Under the volcano. - movie reviews
National Review, July 27, 1984 by John Simon
SELDOM HAVE I found a famous novel so distasteful--so overwritten and underrealized--as Malcolm Lowry's Under the Volcano. (Garcia Marquez's One Hundred Years of Solitude is a close competitor.) One part ravings and rantings of an obnoxious drunkard buttonholing you in a bar with his imaginary greatness hanging like an albatross round his neck; one part sweatily subaltern emulation of Ulysses meant to exhibit greater erudition, vocabulary, literary bravura; and one part staining to ennoble a loathsome yet arrogant case of dipsomania and concomitant destructiveness and self-destructiveness, Under the Volcano is as ponderous, precious, and pretentious as a piece of writing can be. It is a masterpiece for the semi- or pseudo-literate, a cult novel for precocious ephebes, and an agglomeration of every conceivable literary device from symbol to abstruse allusion, from crisscrossing interior monologues to elaborate refrains and incremental repetition, from flashbacks to foreshadowings and grandiose parallels, from cinematic montage to Joycean punning--all, all to no avail.
Well, not quite all. There are some good evocations of Mexican land- and townscapes, of the flora and fauna (including some bestial specimens of the human animal), an authoritative portrayal of every stage of intoxication, and some effective similes and metaphors among many that fail. The book is anything but slapdash: Written first as a short story--which it probably should have remained--it was rewritten several times as a novel with the obsessive tenacity of a megalomaniacal sot who was going to spawn a masterwork if it killed him and all those who cared for and about him. Like many a drunkard, Lowry was an expert deceiver--was already so as a boy at the Leys School, Cambridge, England, where he had the same French master, S. C. Gillard, whom I had some 15 years later. As his biographer, Douglas Day, puts it, "He was . . . somewhat less than brilliant at modern languages--though he did learn enough in Gillard's French class to deceive those who knew even less into believing that he was a natural and accomplished linguist." His French, like his English and other languages in Under the Volcano, is indeed full of holes, but can fool people just as his writing does.
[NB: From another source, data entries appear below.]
use crate::grammar::Rule;
use thiserror::Error;

#[derive(Debug, Error)]
pub enum ParseError {
    #[error("syntax error: {0}")]
    Syntax(String),
    #[error("empty filter expression")]
    Empty,
    #[error("expected {expected}, got {got:?}")]
    UnexpectedRule { expected: &'static str, got: Rule },
    #[error("missing right operand for \"{0}\"")]
    MissingRight(&'static str),
    #[error("operator \"{op}\" does not accept a {value} value")]
    InvalidOperand { op: &'static str, value: &'static str },
    #[error("invalid number literal: {0}")]
    InvalidNumber(String),
}
//! Binding normalized filter products to index queries.

use crate::catalog::{Classification, IndexDescriptor, KeyEncoding, PartitionBinding, QueryCapabilities};
use crate::error::PlanError;
use crate::plan::{IndexQueryKey, QueryPlan, Residual, SortCondition, SortOperator};
use scimq::{normalize, Filter, Product, Term, TermOp, Value};
use std::cmp::Reverse;
use std::collections::BTreeMap;
use tracing::debug;

/// Turn a filter into a set of index queries, a scan (when permitted), or a
/// rejection naming the offending attribute.
///
/// Every product of the filter's DNF must bind to some index: one partition
/// condition, at most one sort condition, everything else a residual filter
/// evaluable on that index. Products binding to the same key are merged by
/// OR-ing their residuals.
pub fn plan(filter: &Filter, capabilities: &QueryCapabilities) -> Result<QueryPlan, PlanError> {
    let dnf = normalize(filter)?;
    let mut queries: BTreeMap<IndexQueryKey, Residual> = BTreeMap::new();

    for product in &dnf.products {
        match bind_product(product, capabilities) {
            Some((key, residual)) => {
                debug!(index = ?key.index, partition = %key.partition_value, "bound product");
                match queries.entry(key) {
                    std::collections::btree_map::Entry::Occupied(mut entry) => entry.get_mut().or(residual),
                    std::collections::btree_map::Entry::Vacant(entry) => {
                        entry.insert(residual);
                    }
                }
            }
            None if capabilities.allow_table_scans => {
                debug!("product is unbindable, falling back to a table scan");
                return Ok(QueryPlan::Scan { filter: filter.clone() });
            }
            None => {
                return Err(PlanError::UnindexableTerm { attribute: offending_attribute(product, capabilities) });
            }
        }
    }

    Ok(QueryPlan::Queries(queries))
}

struct Candidate<'a> {
    index: &'a IndexDescriptor,
    key: IndexQueryKey,
    residual: Product,
    /// Terms absorbed into the key condition; more is better.
    absorbed: usize,
}

fn bind_product(product: &Product, capabilities: &QueryCapabilities) -> Option<(IndexQueryKey, Residual)> {
    let mut best: Option<Candidate> = None;
    for index in capabilities.indexes() {
        if let Some(candidate) = bind_to_index(product, index, capabilities) {
            best = Some(match best {
                None => candidate,
                Some(current) if rank(&candidate) < rank(&current) => candidate,
                Some(current) => current,
            });
        }
    }
    best.map(|candidate| (candidate.key, Residual::of(candidate.residual)))
}

/// Preference order: primary key first, then the index absorbing more terms
/// into its key condition, then index name for determinism.
fn rank(candidate: &Candidate) -> (bool, Reverse<usize>, Option<String>) {
    (candidate.index.name.is_some(), Reverse(candidate.absorbed), candidate.index.name.clone())
}

fn bind_to_index<'a>(
    product: &Product,
    index: &'a IndexDescriptor,
    capabilities: &QueryCapabilities,
) -> Option<Candidate<'a>> {
    // The key term: bindings are tried in declaration order, terms in
    // canonical product order, so the choice is deterministic when several
    // terms are key-eligible.
    let (key_term, binding, partition_value) = select_key_term(product, index)?;

    let mut consumed: Vec<&Term> = Vec::new();
    let mut sort: Option<SortCondition> = None;

    let first_char_scheme = matches!(binding.encoding, KeyEncoding::FirstCharLower);
    if first_char_scheme {
        // The partition only pins the first character; the term itself must
        // survive as the sort condition (or a residual when the index
        // declares no sort key).
        if let Some(sort_key) = index.sort.as_ref().filter(|s| s.attribute == key_term.attr) {
            let operator = if key_term.op == TermOp::Sw { SortOperator::BeginsWith } else { SortOperator::Eq };
            sort = Some(SortCondition {
                attribute: sort_key.physical.clone(),
                operator,
                first: key_term.value.clone()?,
                second: None,
            });
            consumed.push(key_term);
        }
    } else {
        consumed.push(key_term);
    }

    if sort.is_none() {
        if let Some(sort_key) = &index.sort {
            let sort_terms: Vec<&Term> = product
                .terms()
                .filter(|term| *term != key_term)
                .filter(|term| index.is_sort_term(term))
                .collect();

            let lower = sort_terms.iter().find(|t| t.op == TermOp::Ge).copied();
            let upper = sort_terms.iter().find(|t| t.op == TermOp::Le).copied();
            if let (Some(lower), Some(upper)) = (lower, upper) {
                // inclusive bounds on both sides collapse into BETWEEN
                sort = Some(SortCondition {
                    attribute: sort_key.physical.clone(),
                    operator: SortOperator::Between,
                    first: lower.value.clone()?,
                    second: Some(upper.value.clone()?),
                });
                consumed.push(lower);
                consumed.push(upper);
            } else if let Some(term) = sort_terms.first() {
                sort = Some(SortCondition {
                    attribute: sort_key.physical.clone(),
                    operator: sort_operator(term.op)?,
                    first: term.value.clone()?,
                    second: None,
                });
                consumed.push(term);
            }
        }
    }

    // Everything not absorbed into the key must be evaluable as a filter on
    // this index (demoted key-eligible terms included).
    let mut residual = Product::default();
    for term in product.terms() {
        if term == key_term || consumed.iter().any(|c| *c == term) {
            continue;
        }
        match capabilities.classify(index, term) {
            Classification::Forbidden => return None,
            Classification::KeyEq | Classification::KeySort | Classification::Filter => {
                residual.0.insert(term.clone());
            }
        }
    }

    let absorbed = consumed.len().max(1);
    let key = IndexQueryKey {
        index: index.name.clone(),
        partition_attribute: index.partition_physical.clone(),
        partition_value,
        sort,
    };
    Some(Candidate { index, key, residual, absorbed })
}

fn select_key_term<'a, 'b>(
    product: &'a Product,
    index: &'b IndexDescriptor,
) -> Option<(&'a Term, &'b PartitionBinding, Value)> {
    for binding in &index.partition {
        for term in product.terms() {
            if !binding.matches(term) {
                continue;
            }
            let value = term.value.as_ref()?;
            if let Some(encoded) = binding.encode(value) {
                return Some((term, binding, encoded));
            }
        }
    }
    None
}

fn sort_operator(op: TermOp) -> Option<SortOperator> {
    match op {
        TermOp::Eq => Some(SortOperator::Eq),
        TermOp::Lt => Some(SortOperator::Lt),
        TermOp::Le => Some(SortOperator::Le),
        TermOp::Gt => Some(SortOperator::Gt),
        TermOp::Ge => Some(SortOperator::Ge),
        TermOp::Sw => Some(SortOperator::BeginsWith),
        _ => None,
    }
}

/// The attribute reported on rejection: the first term that is key-eligible
/// on no index at all.
fn offending_attribute(product: &Product, capabilities: &QueryCapabilities) -> String {
    product
        .terms()
        .find(|term| {
            capabilities.indexes().all(|index| capabilities.classify(index, term) != Classification::KeyEq)
        })
        .or_else(|| product.terms().next())
        .map(|term| term.attr.clone())
        .unwrap_or_default()
}
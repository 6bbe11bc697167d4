//! One-shot probes for optional store capabilities, cached process-wide.

use crate::error::ExecError;
use dashmap::DashMap;
use dynaq_planner::FeatureId;
use dynaq_store::DocumentStore;
use std::sync::OnceLock;
use tracing::debug;

/// Operation names reported by fail-fast rejections.
pub mod ops {
    pub const GET_ALL_BY: &str = "getAllBy";
}

static PROBED: OnceLock<DashMap<String, bool>> = OnceLock::new();

/// Whether the deployment provides `feature`. The first call per feature id
/// asks the store; every later call answers from the process-wide cache.
pub async fn feature_supported<S: DocumentStore>(store: &S, feature: &FeatureId) -> Result<bool, ExecError> {
    let cache = PROBED.get_or_init(DashMap::new);
    if let Some(known) = cache.get(feature.as_str()) {
        return Ok(*known);
    }
    let supported = store.supports_feature(feature.as_str()).await.map_err(ExecError::from_store)?;
    debug!(feature = feature.as_str(), supported, "probed store feature");
    cache.insert(feature.as_str().to_string(), supported);
    Ok(supported)
}
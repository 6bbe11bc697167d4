//! Execution of dynaq query plans: each planned index query is rendered into
//! the store's request syntax, dispatched with pagination and retries, and the
//! merged result stream is deduplicated behind an opaque continuation cursor.

pub mod bloom;
pub mod builder;
pub mod cursor;
pub mod error;
pub mod executor;
pub mod features;

pub use cursor::Cursor;
pub use error::ExecError;
pub use executor::{Count, ExecutorConfig, QueryExecutor, ReadOptions, ResultPage, RetryPolicy};
pub use features::ops;
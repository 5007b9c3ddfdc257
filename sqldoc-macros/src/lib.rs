//! Procedural macros for the sqldoc project.
//!
//! This crate provides compile-time code generation for sqldoc, currently the
//! `Document` derive.

#[allow(unused_extern_crates)]
extern crate self as sqldoc_macros;

use proc_macro::TokenStream;
use quote::quote;
use syn::{parse_macro_input, DeriveInput, LitStr};

/// Derives `sqldoc::document::Document`.
///
/// The table name defaults to the type's identifier, unmodified. Override it with
/// `#[document(table = "people")]`.
///
/// ```ignore
/// #[derive(Serialize, Deserialize, Document)]
/// #[document(table = "PersonCs")]
/// struct Person {
///     name: String,
/// }
/// ```
#[proc_macro_derive(Document, attributes(document))]
pub fn derive_document(input: TokenStream) -> TokenStream {
    let input = parse_macro_input!(input as DeriveInput);

    match expand(input) {
        Ok(tokens) => tokens.into(),
        Err(err) => err.to_compile_error().into(),
    }
}

fn expand(input: DeriveInput) -> syn::Result<proc_macro2::TokenStream> {
    let ident = &input.ident;
    let mut table = ident.to_string();

    for attr in input.attrs.iter().filter(|a| a.path().is_ident("document")) {
        attr.parse_nested_meta(|meta| {
            if meta.path.is_ident("table") {
                table = meta.value()?.parse::<LitStr>()?.value();
                Ok(())
            } else {
                Err(meta.error("unsupported document attribute, expected `table`"))
            }
        })?;
    }

    if table.is_empty() {
        return Err(syn::Error::new_spanned(ident, "document table name must not be empty"));
    }

    let (impl_generics, ty_generics, where_clause) = input.generics.split_for_impl();

    Ok(quote! {
        impl #impl_generics ::sqldoc::document::Document for #ident #ty_generics #where_clause {
            fn table_name() -> &'static str {
                #table
            }
        }
    })
}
Near the beginning of his biography, Day says of Lowry's death from alcohol and barbiturates that it was the suicide of "one of the century's greatest novelists, a man of such awesome talent that the word genius must be used to describe him." Between Lowry and genius, the difference is as between night and Day.
Under the Volcano is, like Ulysses, the chronicle of a day, in this case the last one in the life of Geoffrey Firmin, British ex-consul in Quanhnahuac (the Indian name for Cuernavaca), a confirmed alcoholic with the added excuse that his wife, Yvonne, has left and divorced him. He is being tended by his younger half-brother, Hugh, a journalist fresh from the Spanish Civil War and a mysterious sojourn in Texas, and, once again, by Yvonne, who suddenly, worriedly, lovingly, comes back near the beginning of the novel. The day is November 1, 1938, the Day of the Dead, which, in the Mexico of that era, was celebrated with much boozy revelry and effigies of death cheerfully proliferating. Firmin is overwhelmed by his wife's return, but, for reasons that, like anything else of any importance in this novel, are left unclear, cannot even try to give up the bottle for her. At the end of a day of ever more frantic drunkenness--though the Consul (as he is generally and portentously referred to) supposedly drinks to achieve a drunken lucidity and even clairvoyance--he manages to get himself not undeliberately killed by the fascistic para-police, and to drag Yvonne down with him. Hugh, who had a brief fling with Yvonne, and who loves both her and the Consul with a devotion neither of them deserves, will probably be shattered, too, if he survives a near-suicidal gesture he plans on behalf of the already doomed Spanish Loyalists.
The problem, aside from bad writing, is that the novel sheds no light on why the Consul drinks, why his beautiful and not unintelligent wife adores him despite the odd infidelity she is driven to by his stuporous neglect of her, why Hugh is so full of loving-kindness for this abominable, frequently hostile drunk, and why we should find Firmin worth caring about for 375 attitudinizing pages. All of these difficulties are inherited and faithfully passed on to us by the movie version scripted by young Guy Gallo (a condignly vinous name) and directed by old John Huston. The filmmakers have tried to extract a more followable story line from the novel's tortuous meanderings, and have omitted one major character (the ex-cineaste Jacques Laruelle, a friend and fellow expatriate of Geoff's and former lover of Yvonne's) and conflated some minor ones. They have slightly underplayed the sympathies with Communist Spain and over-elaborated the presence of Nazis and Nazi sympathizers in Mexico, along with Hugh and Geoff's anti-Nazi stand. They have cut out all the (not uninteresting) flashbacks to the characters' younger years, and they have eliminated nearly all the (quite uninteresting) references to Geoff's vast learning and the book about the cabala and related mystical and mythological matters he fancies himself to be working on.